Do outro lado da tela, de Porto Rico, surge um sorriso. Daymé Arocena e sua arte são isso, na verdade: sorrisos que ocupam os ouvidos.
Uma das novas e poderosas vozes do afrojazz latino, a artista cubana já vinha chamando a atenção — vale conferir o TinyDesk Concert com ela que estará no fim do post —, mas recentemente ela fez algo bem surpreendente focado no público brasileiro e, bem, do mundo inteiro apaixonado pelo Brasil, ao lançar um samba em português.
“Dançar e Voar” versa sobre a liberdade através da arte e é produzido por Kassin. Ela conversou conosco sobre sua relação com o país, como a MPB foi importante para a sua formação e sua paixão pela música brasileira atual. Confira abaixo!
TMDQA! Entrevista Daymé Arocena
TMDQA!: Nós, como brasileiros, sabemos que a nossa música é conhecida pelo mundo. Mas ainda surpreende quando alguém quer fazer um mergulho tão profundo. Como você se apaixonou pela nossa música e qual foi a maior dificuldade de gravar em português?
Daymé Arocena: Nós, músicos cubanos, somos apaixonados pela música brasileira. Quando estamos estudando na escola de música, parte do aprendizado é a música do Brasil. E sempre tem um amiguinho que fala “agora você tem que ouvir isso” e outro “e isso aqui”.
A primeira música que escutei em português foi na escola, ainda menina, era Gal Costa… Nossa, sempre me emociono só de lembrar. Trouxeram uma televisão para a sala e Gal estava lá, divina. Ela dizia assim “eu, você, nós dois….” e meu coração se quebrou em múltiplos pedaços na hora. Eu não entendi o que estava sentindo mas na hora pensei que precisava daquele show completo. E um amigo conseguiu uma cópia em um pen drive e acho que se eu der play hoje no mesmo show sei cantar todas as músicas de tanto que ouvi.
Na mesma época, eu descobri que na biblioteca da escola tinha um songbook de Tom Jobim. E a gente não podia levar o livro para casa, então eu comprei um caderno e copiei à mão todas as minhas favoritas. E fui aprendendo as músicas e tocava com a banda da escola, tentando cantar num português que devia ser horrível. Acho que por isso foi mais fácil conseguir gravar em português agora, foram anos de treinos.
TMDQA!: E como foi trabalhar com o Kassin? Foi uma escolha legal a sua pois ele é um produtor que tanto trabalhou com artistas clássicos da MPB quanto novos!
Daymé: Foi incrível! Infelizmente tudo à distância, via internet mas ele é uma pessoa muito fácil de se conviver e trabalhar.
TMDQA!: Podemos esperar mais em português depois deste single?
Daymé: Olha, eu quero!
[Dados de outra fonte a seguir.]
/// List items awaiting approval (Owner only)
#[utoipa::path(
    get,
    path = "/api/fruits/pending",
    responses(
        (status = 200, description = "Pending items, newest first", body = FruitList),
        (status = 401, description = "Not authenticated", body = ErrorResponse),
        (status = 403, description = "Caller is not an Owner", body = ErrorResponse)
    ),
    tag = "fruits"
)]
pub async fn pending_fruits(
    State(state): State<Arc<AppState>>,
    Extension(user): Extension<AuthUser>,
) -> Result<Json<FruitList>, ApiError> {
    user.require_role(&[account::Role::Owner])?;

    let fruits: Vec<Fruit> = fruit::Entity::find()
        .filter(fruit::Column::Status.eq(fruit::Status::Pending))
        .order_by_desc(fruit::Column::CreatedAt)
        .all(&state.db)
        .await?
        .into_iter()
        .map(Into::into)
        .collect();

    let total = fruits.len();

    Ok(Json(FruitList { fruits, total }))
}

/// Resolve a path id to a stored fruit, or 404.
async fn find_fruit(state: &AppState, id: &str) -> Result<fruit::Model, ApiError> {
    let fruit_id =
        Uuid::parse_str(id).map_err(|_| ApiError::validation("Invalid fruit id"))?;

    fruit::Entity::find_by_id(fruit_id)
        .one(&state.db)
        .await?
        .ok_or_else(|| ApiError::not_found("Fruit not found"))
}
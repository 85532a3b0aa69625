//! Runtime message values and the builder that assembles them.
//!
//! [`Value`] is the runtime representation of a single field value,
//! [`DynamicMessage`] an immutable populated instance, and [`MessageBuilder`]
//! the mutable staging object that accumulates field values and finalizes
//! them in one step. Kind compatibility is checked at assignment time, which
//! is where an incompatible caller-supplied override surfaces.

use std::collections::BTreeMap;

use base64::Engine as _;
use base64::engine::general_purpose::STANDARD as BASE64;

use crate::error::{Error, Result};
use crate::schema::{EnumValue, FieldDescriptor, FieldKind, MessageDescriptor};

/// A single field value.
#[derive(Debug, Clone, PartialEq)]
pub enum Value {
    Double(f64),
    Float(f32),
    Int32(i32),
    Int64(i64),
    Uint32(u32),
    Uint64(u64),
    Bool(bool),
    String(String),
    Bytes(Vec<u8>),
    /// A chosen enum constant (name plus number).
    Enum(EnumValue),
    /// A nested message instance.
    Message(Box<DynamicMessage>),
    /// An ordered sequence of values for a repeated field.
    Repeated(Vec<Value>),
}

impl Value {
    /// Short name of this value's shape, for error messages.
    pub fn kind_name(&self) -> &'static str {
        match self {
            Value::Double(_) => "double",
            Value::Float(_) => "float",
            Value::Int32(_) => "int32",
            Value::Int64(_) => "int64",
            Value::Uint32(_) => "uint32",
            Value::Uint64(_) => "uint64",
            Value::Bool(_) => "bool",
            Value::String(_) => "string",
            Value::Bytes(_) => "bytes",
            Value::Enum(_) => "enum",
            Value::Message(_) => "message",
            Value::Repeated(_) => "repeated",
        }
    }

    /// Whether this value is acceptable for a field of the given kind.
    fn matches_kind(&self, kind: FieldKind) -> bool {
        match self {
            Value::Double(_) => kind == FieldKind::Double,
            Value::Float(_) => kind == FieldKind::Float,
            Value::Int32(_) => {
                matches!(kind, FieldKind::Int32 | FieldKind::Sint32 | FieldKind::Sfixed32)
            }
            Value::Uint32(_) => matches!(kind, FieldKind::Uint32 | FieldKind::Fixed32),
            Value::Int64(_) => {
                matches!(kind, FieldKind::Int64 | FieldKind::Sint64 | FieldKind::Sfixed64)
            }
            Value::Uint64(_) => matches!(kind, FieldKind::Uint64 | FieldKind::Fixed64),
            Value::Bool(_) => kind == FieldKind::Bool,
            Value::String(_) => kind == FieldKind::String,
            Value::Bytes(_) => kind == FieldKind::Bytes,
            Value::Enum(_) => kind == FieldKind::Enum,
            Value::Message(_) => kind == FieldKind::Message,
            Value::Repeated(_) => false,
        }
    }

    /// Render this value as JSON: bytes as base64, enums as constant names,
    /// nested messages as objects.
    pub fn to_json(&self) -> serde_json::Value {
        match self {
            Value::Double(v) => serde_json::json!(v),
            Value::Float(v) => serde_json::json!(v),
            Value::Int32(v) => serde_json::json!(v),
            Value::Int64(v) => serde_json::json!(v),
            Value::Uint32(v) => serde_json::json!(v),
            Value::Uint64(v) => serde_json::json!(v),
            Value::Bool(v) => serde_json::json!(v),
            Value::String(v) => serde_json::json!(v),
            Value::Bytes(v) => serde_json::Value::String(BASE64.encode(v)),
            Value::Enum(v) => serde_json::Value::String(v.name.clone()),
            Value::Message(m) => m.to_json(),
            Value::Repeated(items) => {
                serde_json::Value::Array(items.iter().map(Value::to_json).collect())
            }
        }
    }
}

/// An immutable populated message instance.
///
/// Instances have no identity beyond structural equality of their fields.
/// Fields that were never set are simply absent.
#[derive(Debug, Clone, PartialEq)]
pub struct DynamicMessage {
    /// Name of the message type this instance was built from.
    pub message_type: String,

    fields: BTreeMap<String, Value>,
}

impl DynamicMessage {
    /// Get a set field's value by name.
    pub fn get(&self, name: &str) -> Option<&Value> {
        self.fields.get(name)
    }

    /// Iterate over set fields in name order.
    pub fn fields(&self) -> impl Iterator<Item = (&str, &Value)> {
        self.fields.iter().map(|(k, v)| (k.as_str(), v))
    }

    /// Number of set fields.
    pub fn field_count(&self) -> usize {
        self.fields.len()
    }

    /// Reopen this instance as a builder for further mutation.
    pub fn to_builder<'a>(&self, descriptor: &'a MessageDescriptor) -> MessageBuilder<'a> {
        MessageBuilder {
            descriptor,
            fields: self.fields.clone(),
        }
    }

    /// Render the instance as a JSON object.
    pub fn to_json(&self) -> serde_json::Value {
        let map: serde_json::Map<String, serde_json::Value> = self
            .fields
            .iter()
            .map(|(name, value)| (name.clone(), value.to_json()))
            .collect();
        serde_json::Value::Object(map)
    }
}

/// Mutable staging object that assembles a [`DynamicMessage`].
#[derive(Debug)]
pub struct MessageBuilder<'a> {
    descriptor: &'a MessageDescriptor,
    fields: BTreeMap<String, Value>,
}

impl<'a> MessageBuilder<'a> {
    /// Create an empty builder for the given message type.
    pub fn new(descriptor: &'a MessageDescriptor) -> Self {
        Self {
            descriptor,
            fields: BTreeMap::new(),
        }
    }

    /// The message descriptor this builder targets.
    pub fn descriptor(&self) -> &'a MessageDescriptor {
        self.descriptor
    }

    fn lookup(&self, name: &str) -> Result<&'a FieldDescriptor> {
        self.descriptor.field(name).ok_or_else(|| Error::FieldNotFound {
            field: name.to_string(),
            message: self.descriptor.name.clone(),
        })
    }

    /// Set a singular field's value, replacing any previous value.
    ///
    /// A repeated field accepts only a [`Value::Repeated`] here; use
    /// [`add_repeated_field`](Self::add_repeated_field) to append items.
    pub fn set_field(&mut self, name: &str, value: Value) -> Result<()> {
        let field = self.lookup(name)?;

        let compatible = if field.repeated {
            match &value {
                Value::Repeated(items) => items.iter().all(|v| v.matches_kind(field.kind)),
                _ => false,
            }
        } else {
            value.matches_kind(field.kind)
        };
        if !compatible {
            return Err(Error::TypeMismatch {
                field: name.to_string(),
                expected: field.kind,
                actual: value.kind_name().to_string(),
            });
        }

        self.fields.insert(name.to_string(), value);
        Ok(())
    }

    /// Append one occurrence to a repeated field.
    pub fn add_repeated_field(&mut self, name: &str, value: Value) -> Result<()> {
        let field = self.lookup(name)?;

        if !field.repeated || !value.matches_kind(field.kind) {
            return Err(Error::TypeMismatch {
                field: name.to_string(),
                expected: field.kind,
                actual: value.kind_name().to_string(),
            });
        }

        match self
            .fields
            .entry(name.to_string())
            .or_insert_with(|| Value::Repeated(Vec::new()))
        {
            Value::Repeated(items) => items.push(value),
            // The slot is kind-checked on every insert, so it can only hold
            // a Repeated value.
            other => unreachable!("repeated field '{name}' holds {}", other.kind_name()),
        }
        Ok(())
    }

    /// Merge another instance of the same message type onto this builder.
    ///
    /// Singular fields set on `other` replace the builder's values, message
    /// fields merge recursively field-by-field, and repeated fields append
    /// `other`'s items after the builder's existing items.
    pub fn merge_from(&mut self, other: &DynamicMessage) {
        merge_field_map(&mut self.fields, &other.fields);
    }

    /// Finalize the builder into an immutable instance.
    pub fn build(self) -> DynamicMessage {
        DynamicMessage {
            message_type: self.descriptor.name.clone(),
            fields: self.fields,
        }
    }
}

fn merge_field_map(target: &mut BTreeMap<String, Value>, source: &BTreeMap<String, Value>) {
    for (name, incoming) in source {
        let merged_in_place = match (target.get_mut(name), incoming) {
            (Some(Value::Repeated(existing)), Value::Repeated(items)) => {
                existing.extend(items.iter().cloned());
                true
            }
            (Some(Value::Message(existing)), Value::Message(incoming)) => {
                merge_field_map(&mut existing.fields, &incoming.fields);
                true
            }
            _ => false,
        };
        if !merged_in_place {
            target.insert(name.clone(), incoming.clone());
        }
    }
}
//! Message schema types, loading, and downloading.
//!
//! A schema document declares the message types fake data can be generated
//! for. It is plain JSON: a list of message descriptors, each with an ordered
//! list of typed fields. Nested message fields reference other descriptors by
//! name, and the loaded [`Schema`] acts as the registry that resolves those
//! references at generation time.

use std::collections::BTreeMap;
use std::path::Path;

use serde::Deserialize;

use crate::error::{Error, Result};

/// The declared kind of a message field.
///
/// This mirrors the proto3 scalar type set plus `enum` and `message`. The
/// enumeration is closed: generation dispatches over it exhaustively, so a
/// schema can never introduce a kind the generator does not handle.
#[derive(Debug, Clone, Copy, PartialEq, Eq, Deserialize)]
#[serde(rename_all = "snake_case")]
pub enum FieldKind {
    Double,
    Float,
    Int32,
    Sint32,
    Sfixed32,
    Uint32,
    Fixed32,
    Int64,
    Sint64,
    Sfixed64,
    Uint64,
    Fixed64,
    Bool,
    String,
    Bytes,
    Enum,
    Message,
}

impl FieldKind {
    /// Whether this kind is one of the 32-bit integer variants.
    pub fn is_int32_family(self) -> bool {
        matches!(
            self,
            FieldKind::Int32
                | FieldKind::Sint32
                | FieldKind::Sfixed32
                | FieldKind::Uint32
                | FieldKind::Fixed32
        )
    }

    /// Whether this kind is one of the 64-bit integer variants.
    pub fn is_int64_family(self) -> bool {
        matches!(
            self,
            FieldKind::Int64
                | FieldKind::Sint64
                | FieldKind::Sfixed64
                | FieldKind::Uint64
                | FieldKind::Fixed64
        )
    }
}

/// A single declared enum constant: name plus wire number.
#[derive(Debug, Clone, PartialEq, Eq, Deserialize)]
pub struct EnumValue {
    /// Constant name (e.g., `"STATUS_UNKNOWN"`).
    pub name: String,

    /// Constant number (e.g., `0`).
    pub number: i32,
}

/// A single field in a message descriptor.
#[derive(Debug, Clone, Deserialize)]
pub struct FieldDescriptor {
    /// Field name, unique within its message (e.g., `"email_address"`).
    pub name: String,

    /// Declared field kind.
    pub kind: FieldKind,

    /// Whether the field holds an ordered sequence of values.
    #[serde(default)]
    pub repeated: bool,

    /// Declared enum constants, in declaration order. Non-empty exactly when
    /// `kind` is [`FieldKind::Enum`].
    #[serde(default)]
    pub enum_values: Vec<EnumValue>,

    /// Registry key of the nested message type. Present exactly when `kind`
    /// is [`FieldKind::Message`].
    #[serde(default)]
    pub message_type: Option<String>,
}

/// A message type: a name and an ordered sequence of field descriptors.
///
/// Field order is the declaration order from the schema document and is the
/// order generation walks the fields in.
#[derive(Debug, Clone, Deserialize)]
pub struct MessageDescriptor {
    /// Message type name, used as the registry key (e.g., `"user_profile"`).
    pub name: String,

    /// Fields in declaration order.
    #[serde(default)]
    pub fields: Vec<FieldDescriptor>,
}

impl MessageDescriptor {
    /// Look up a field by name.
    pub fn field(&self, name: &str) -> Option<&FieldDescriptor> {
        self.fields.iter().find(|f| f.name == name)
    }
}

/// Raw schema document shape as written in JSON.
#[derive(Debug, Deserialize)]
struct SchemaDoc {
    /// Schema document version string (e.g., `"1"`).
    #[serde(default)]
    version: String,

    /// Message descriptors in document order.
    messages: Vec<MessageDescriptor>,
}

/// A validated registry of message descriptors.
///
/// The registry is the explicit mapping used to resolve nested message
/// fields: a `message`-kind field carries a `message_type` key, and
/// generation looks that key up here. A key that resolves to nothing is a
/// per-field resolution failure at generation time, not a load error, so
/// partial schemas stay usable.
#[derive(Debug, Clone, Default)]
pub struct Schema {
    /// Schema document version string.
    pub version: String,

    messages: BTreeMap<String, MessageDescriptor>,
}

impl Schema {
    /// Create an empty schema registry.
    pub fn new() -> Self {
        Self::default()
    }

    /// Parse and validate a schema from its JSON text.
    pub fn from_json(json: &str) -> Result<Self> {
        let doc: SchemaDoc = serde_json::from_str(json)?;
        let mut schema = Schema {
            version: doc.version,
            messages: BTreeMap::new(),
        };
        for descriptor in doc.messages {
            schema.register(descriptor)?;
        }
        Ok(schema)
    }

    /// Add a message descriptor to the registry, checking its invariants.
    ///
    /// Rejects duplicate message names, duplicate field names within the
    /// message, `enum` fields without declared constants, and `message`
    /// fields without a type reference.
    pub fn register(&mut self, descriptor: MessageDescriptor) -> Result<()> {
        if self.messages.contains_key(&descriptor.name) {
            return Err(Error::Schema(format!(
                "duplicate message type '{}'",
                descriptor.name
            )));
        }

        let mut seen = std::collections::BTreeSet::new();
        for field in &descriptor.fields {
            if !seen.insert(field.name.as_str()) {
                return Err(Error::Schema(format!(
                    "duplicate field '{}' in message '{}'",
                    field.name, descriptor.name
                )));
            }
            match field.kind {
                FieldKind::Enum if field.enum_values.is_empty() => {
                    return Err(Error::Schema(format!(
                        "enum field '{}' in message '{}' declares no values",
                        field.name, descriptor.name
                    )));
                }
                FieldKind::Message if field.message_type.is_none() => {
                    return Err(Error::Schema(format!(
                        "message field '{}' in message '{}' has no message_type",
                        field.name, descriptor.name
                    )));
                }
                _ => {}
            }
        }

        self.messages.insert(descriptor.name.clone(), descriptor);
        Ok(())
    }

    /// Look up a message descriptor by name.
    pub fn message(&self, name: &str) -> Option<&MessageDescriptor> {
        self.messages.get(name)
    }

    /// All registered message type names, sorted.
    pub fn message_names(&self) -> Vec<&str> {
        self.messages.keys().map(|s| s.as_str()).collect()
    }

    /// Number of registered message types.
    pub fn len(&self) -> usize {
        self.messages.len()
    }

    /// Whether the registry is empty.
    pub fn is_empty(&self) -> bool {
        self.messages.is_empty()
    }
}

/// Load a schema document from disk.
pub fn load_schema(path: &Path) -> Result<Schema> {
    let content = std::fs::read_to_string(path).map_err(|e| Error::Read {
        path: path.to_path_buf(),
        source: e,
    })?;
    Schema::from_json(&content)
}

/// Download a schema document and save it to disk.
///
/// Validates that the response parses as a valid [`Schema`] before writing.
#[cfg(feature = "download")]
pub async fn download_schema(url: &str, output_path: &Path) -> Result<()> {
    eprintln!("Downloading schema from {url}");

    let response = reqwest::get(url)
        .await
        .map_err(|e| Error::Download(format!("GET {url}: {e}")))?;

    if !response.status().is_success() {
        return Err(Error::Download(format!(
            "GET {url} returned {}",
            response.status()
        )));
    }

    let body = response
        .text()
        .await
        .map_err(|e| Error::Download(format!("reading response body: {e}")))?;

    // Validate before writing.
    let schema = Schema::from_json(&body)
        .map_err(|e| Error::Schema(format!("downloaded document is not a valid schema: {e}")))?;

    if let Some(parent) = output_path.parent() {
        std::fs::create_dir_all(parent).map_err(|e| Error::Write {
            path: parent.to_path_buf(),
            source: e,
        })?;
    }

    std::fs::write(output_path, &body).map_err(|e| Error::Write {
        path: output_path.to_path_buf(),
        source: e,
    })?;

    eprintln!(
        "Saved schema ({} message types) to {}",
        schema.len(),
        output_path.display()
    );
    Ok(())
}

#[cfg(test)]
mod tests {
    use super::*;

    fn minimal_schema_json() -> String {
        r#"{
            "version": "1",
            "messages": [
                {
                    "name": "user_profile",
                    "fields": [
                        {"name": "user_id", "kind": "string"},
                        {"name": "email_address", "kind": "string"},
                        {"name": "age", "kind": "int32"},
                        {
                            "name": "status",
                            "kind": "enum",
                            "enum_values": [
                                {"name": "STATUS_UNKNOWN", "number": 0},
                                {"name": "STATUS_ACTIVE", "number": 1},
                                {"name": "STATUS_SUSPENDED", "number": 2}
                            ]
                        },
                        {
                            "name": "home_address",
                            "kind": "message",
                            "message_type": "postal_address"
                        },
                        {"name": "nicknames", "kind": "string", "repeated": true}
                    ]
                },
                {
                    "name": "postal_address",
                    "fields": [
                        {"name": "street", "kind": "string"},
                        {"name": "city", "kind": "string"},
                        {"name": "zip_code", "kind": "string"}
                    ]
                }
            ]
        }"#
        .to_string()
    }

    #[test]
    fn parse_minimal_schema() {
        let schema = Schema::from_json(&minimal_schema_json()).unwrap();
        assert_eq!(schema.version, "1");
        assert_eq!(schema.len(), 2);
        assert!(schema.message("user_profile").is_some());
        assert!(schema.message("postal_address").is_some());
    }

    #[test]
    fn field_order_is_declaration_order() {
        let schema = Schema::from_json(&minimal_schema_json()).unwrap();
        let profile = schema.message("user_profile").unwrap();

        let names: Vec<&str> = profile.fields.iter().map(|f| f.name.as_str()).collect();
        assert_eq!(
            names,
            vec![
                "user_id",
                "email_address",
                "age",
                "status",
                "home_address",
                "nicknames"
            ]
        );
    }

    #[test]
    fn parse_field_details() {
        let schema = Schema::from_json(&minimal_schema_json()).unwrap();
        let profile = schema.message("user_profile").unwrap();

        let status = profile.field("status").unwrap();
        assert_eq!(status.kind, FieldKind::Enum);
        assert_eq!(status.enum_values.len(), 3);
        assert_eq!(status.enum_values[0].name, "STATUS_UNKNOWN");
        assert_eq!(status.enum_values[0].number, 0);

        let home = profile.field("home_address").unwrap();
        assert_eq!(home.kind, FieldKind::Message);
        assert_eq!(home.message_type.as_deref(), Some("postal_address"));

        let nicknames = profile.field("nicknames").unwrap();
        assert!(nicknames.repeated);
    }

    #[test]
    fn duplicate_field_name_rejected() {
        let json = r#"{
            "messages": [
                {
                    "name": "bad",
                    "fields": [
                        {"name": "x", "kind": "string"},
                        {"name": "x", "kind": "int32"}
                    ]
                }
            ]
        }"#;
        let err = Schema::from_json(json).unwrap_err();
        assert!(err.to_string().contains("duplicate field 'x'"));
    }

    #[test]
    fn duplicate_message_name_rejected() {
        let json = r#"{
            "messages": [
                {"name": "dup", "fields": []},
                {"name": "dup", "fields": []}
            ]
        }"#;
        let err = Schema::from_json(json).unwrap_err();
        assert!(err.to_string().contains("duplicate message type 'dup'"));
    }

    #[test]
    fn empty_enum_rejected() {
        let json = r#"{
            "messages": [
                {
                    "name": "bad",
                    "fields": [{"name": "status", "kind": "enum"}]
                }
            ]
        }"#;
        let err = Schema::from_json(json).unwrap_err();
        assert!(err.to_string().contains("declares no values"));
    }

    #[test]
    fn message_field_without_type_rejected() {
        let json = r#"{
            "messages": [
                {
                    "name": "bad",
                    "fields": [{"name": "nested", "kind": "message"}]
                }
            ]
        }"#;
        let err = Schema::from_json(json).unwrap_err();
        assert!(err.to_string().contains("has no message_type"));
    }

    #[test]
    fn unresolved_message_reference_loads() {
        // Dangling nested references are a generation-time concern, not a
        // load error.
        let json = r#"{
            "messages": [
                {
                    "name": "holder",
                    "fields": [
                        {"name": "inner", "kind": "message", "message_type": "missing"}
                    ]
                }
            ]
        }"#;
        let schema = Schema::from_json(json).unwrap();
        assert!(schema.message("missing").is_none());
    }

    #[test]
    fn int_family_helpers() {
        assert!(FieldKind::Sint32.is_int32_family());
        assert!(FieldKind::Fixed32.is_int32_family());
        assert!(!FieldKind::Int64.is_int32_family());
        assert!(FieldKind::Sfixed64.is_int64_family());
        assert!(FieldKind::Uint64.is_int64_family());
        assert!(!FieldKind::Bool.is_int64_family());
    }
}
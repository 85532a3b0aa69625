//! Generate fake data for protobuf-style messages.
//!
//! `proto-faker` produces populated, semantically plausible instances of
//! message types declared in a JSON schema: named typed fields, nested
//! messages, enumerations, and repeated fields. It is meant for tests and
//! load fixtures, not production data.
//!
//! # Features
//!
//! - Per-kind scalar synthesis for the full proto3 scalar set
//! - Context-aware strings: a field named `email_address` gets an email,
//!   `city` gets a city, `company` gets a company name
//! - Enum selection that skips a leading `UNKNOWN` sentinel when
//!   alternatives exist
//! - Recursive nested-message generation through an explicit type registry,
//!   with a depth ceiling so self-referential schemas stay finite
//! - Field overrides and repeated-count bounds, chainable per faker
//! - Template merge: generate fresh data, then overlay caller-supplied
//!   fields (singular replace, repeated append)
//! - Seedable RNG for reproducible fixtures
//!
//! # Usage
//!
//! ```no_run
//! use std::path::Path;
//!
//! use proto_faker::faker::ProtoFaker;
//!
//! let schema = proto_faker::schema::load_schema(Path::new("schema.json"))?;
//! let mut faker = ProtoFaker::new(&schema, "user_profile")?;
//! let user = faker.fake()?;
//! let batch = faker.fakes(25)?;
//! eprintln!("Generated {} instances", 1 + batch.len());
//! # Ok::<(), proto_faker::error::Error>(())
//! ```

pub mod context;
pub mod error;
pub mod faker;
pub mod schema;
pub mod value;

// Re-exports for convenience
pub use error::{Error, Result};
pub use faker::ProtoFaker;
pub use schema::{FieldDescriptor, FieldKind, MessageDescriptor, Schema};
pub use value::{DynamicMessage, MessageBuilder, Value};
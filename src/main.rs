use std::path::PathBuf;
use std::process;

use clap::{Parser, Subcommand};

/// Generate fake data for protobuf-style messages.
///
/// Loads a JSON message schema and emits populated instances of a chosen
/// message type as JSON lines, one instance per line.
#[derive(Parser)]
#[command(name = "proto-faker", version, about)]
struct Cli {
    #[command(subcommand)]
    command: Commands,
}

#[derive(Subcommand)]
enum Commands {
    /// Download a schema document and cache it locally.
    #[cfg(feature = "download")]
    DownloadSchema {
        /// URL of the schema JSON document.
        #[arg(long, env = "PROTO_FAKER_SCHEMA_URL")]
        url: String,

        /// Output path for the cached schema.
        #[arg(long, default_value = "schema.json")]
        output: PathBuf,
    },

    /// Generate fake instances from a cached schema.
    Generate {
        /// Path to the schema JSON document.
        #[arg(long, default_value = "schema.json")]
        schema: PathBuf,

        /// Message type to generate instances of.
        #[arg(long)]
        message: String,

        /// Number of instances to generate.
        #[arg(long, default_value_t = 1)]
        count: usize,

        /// RNG seed for reproducible output.
        #[arg(long)]
        seed: Option<u64>,

        /// Minimum item count for repeated fields (inclusive).
        #[arg(long, default_value_t = 1)]
        min_repeated: usize,

        /// Maximum item count for repeated fields (exclusive).
        #[arg(long, default_value_t = 5)]
        max_repeated: usize,

        /// Suppress non-error output.
        #[arg(long, short)]
        quiet: bool,
    },
}

fn main() {
    tracing_subscriber::fmt()
        .with_env_filter(
            tracing_subscriber::EnvFilter::try_from_default_env()
                .unwrap_or_else(|_| tracing_subscriber::EnvFilter::new("warn")),
        )
        .with_writer(std::io::stderr)
        .init();

    let cli = Cli::parse();

    if let Err(e) = run(cli) {
        eprintln!("error: {e}");

        // Print cause chain.
        let mut source = std::error::Error::source(&e);
        while let Some(cause) = source {
            eprintln!("  caused by: {cause}");
            source = std::error::Error::source(cause);
        }

        process::exit(1);
    }
}

fn run(cli: Cli) -> proto_faker::error::Result<()> {
    match cli.command {
        #[cfg(feature = "download")]
        Commands::DownloadSchema { url, output } => {
            let rt = tokio::runtime::Runtime::new()
                .map_err(|e| proto_faker::error::Error::Schema(e.to_string()))?;
            rt.block_on(proto_faker::schema::download_schema(&url, &output))?;
        }

        Commands::Generate {
            schema,
            message,
            count,
            seed,
            min_repeated,
            max_repeated,
            quiet,
        } => {
            if !quiet {
                eprintln!("Loading schema from {}", schema.display());
            }
            let schema = proto_faker::schema::load_schema(&schema)?;
            if !quiet {
                eprintln!("Loaded {} message types", schema.len());
            }

            let mut faker = proto_faker::ProtoFaker::new(&schema, &message)?
                .with_repeated_count(min_repeated, max_repeated);
            if let Some(seed) = seed {
                faker = faker.with_seed(seed);
            }

            for instance in faker.fakes(count)? {
                println!("{}", instance.to_json());
            }

            if !quiet {
                eprintln!("Generated {count} instances of '{message}'");
            }
        }
    }

    Ok(())
}
//! Error types for the proto-faker crate.

use std::path::PathBuf;

use crate::schema::FieldKind;

/// Errors that can occur while loading schemas or generating fake messages.
#[derive(Debug, thiserror::Error)]
pub enum Error {
    /// The schema document violates a descriptor invariant.
    #[error("schema error: {0}")]
    Schema(String),

    /// A requested message type was not found in the schema registry.
    #[error("message type '{name}' not found in schema (available: {available})")]
    MessageNotFound { name: String, available: String },

    /// A field name was not declared on the target message type.
    #[error("field '{field}' not found on message '{message}'")]
    FieldNotFound { field: String, message: String },

    /// A value was set on a field whose declared kind does not accept it.
    ///
    /// Field overrides are not validated up front; an incompatible override
    /// surfaces here when the builder attempts the assignment.
    #[error("type mismatch for field '{field}': expected {expected:?}, got {actual}")]
    TypeMismatch {
        field: String,
        expected: FieldKind,
        actual: String,
    },

    /// Failed to read a schema file from disk.
    #[error("failed to read {path}: {source}")]
    Read {
        path: PathBuf,
        source: std::io::Error,
    },

    /// Failed to write a file to disk.
    #[error("failed to write {path}: {source}")]
    Write {
        path: PathBuf,
        source: std::io::Error,
    },

    /// JSON parse error with context.
    #[error("failed to parse JSON: {0}")]
    Json(#[from] serde_json::Error),

    /// Network error during schema download.
    #[cfg(feature = "download")]
    #[error("download failed: {0}")]
    Download(String),
}

/// Convenience alias for `Result<T, Error>`.
pub type Result<T> = std::result::Result<T, Error>;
Mas na verdade eu quero ir ao Brasil e gravar com músicos brasileiros. Quem sabe gravar algumas dessas músicas que fazem parte da minha história! Não sei se você tem ideia, mas o Brasil é o único lugar no mundo que no momento em que cheguei no aeroporto, eu beijei o chão. Esse é o nível que eu venero o país.
TMDQA!: Muito da nossa música e da música cubana vem de um lugar comum, da afrodiáspora. Como você vê essa proximidade entre nossas culturas?
Daymé: É bem isso! É algo ancestral. Eu sempre achei que o culto aos orixás era algo puramente cubano. Lembro de um dia ouvir uma música do Milton Nascimento falando deles e quase caí de tanta surpresa. E ouvir a Maria Bethânia, o Carlinhos Brown, o Arlindo Cruz falando deles cria uma conexão não só cultural, mas também com a alma. Isso sem contar que a comida brasileira, o arroz e o feijão, é algo também muito cubano. Me senti muito em casa estando aí.
TMDQA!: O nome do nosso site é Tenho Mais Discos que Amigos. Você já disse bastante sobre como a música brasileira fez parte da sua vida, mas teve algum disco que foi como um amigo para você?
Daymé: Ah, o “Ao Vivo” do Djavan. Ele está comigo desde que eu tinha uns 15 anos. Quando a pandemia nos obrigou a ficar em casa eu redescobri esse disco e foi uma salvação para mim. É curioso como passam os anos e a música continua nos emocionando.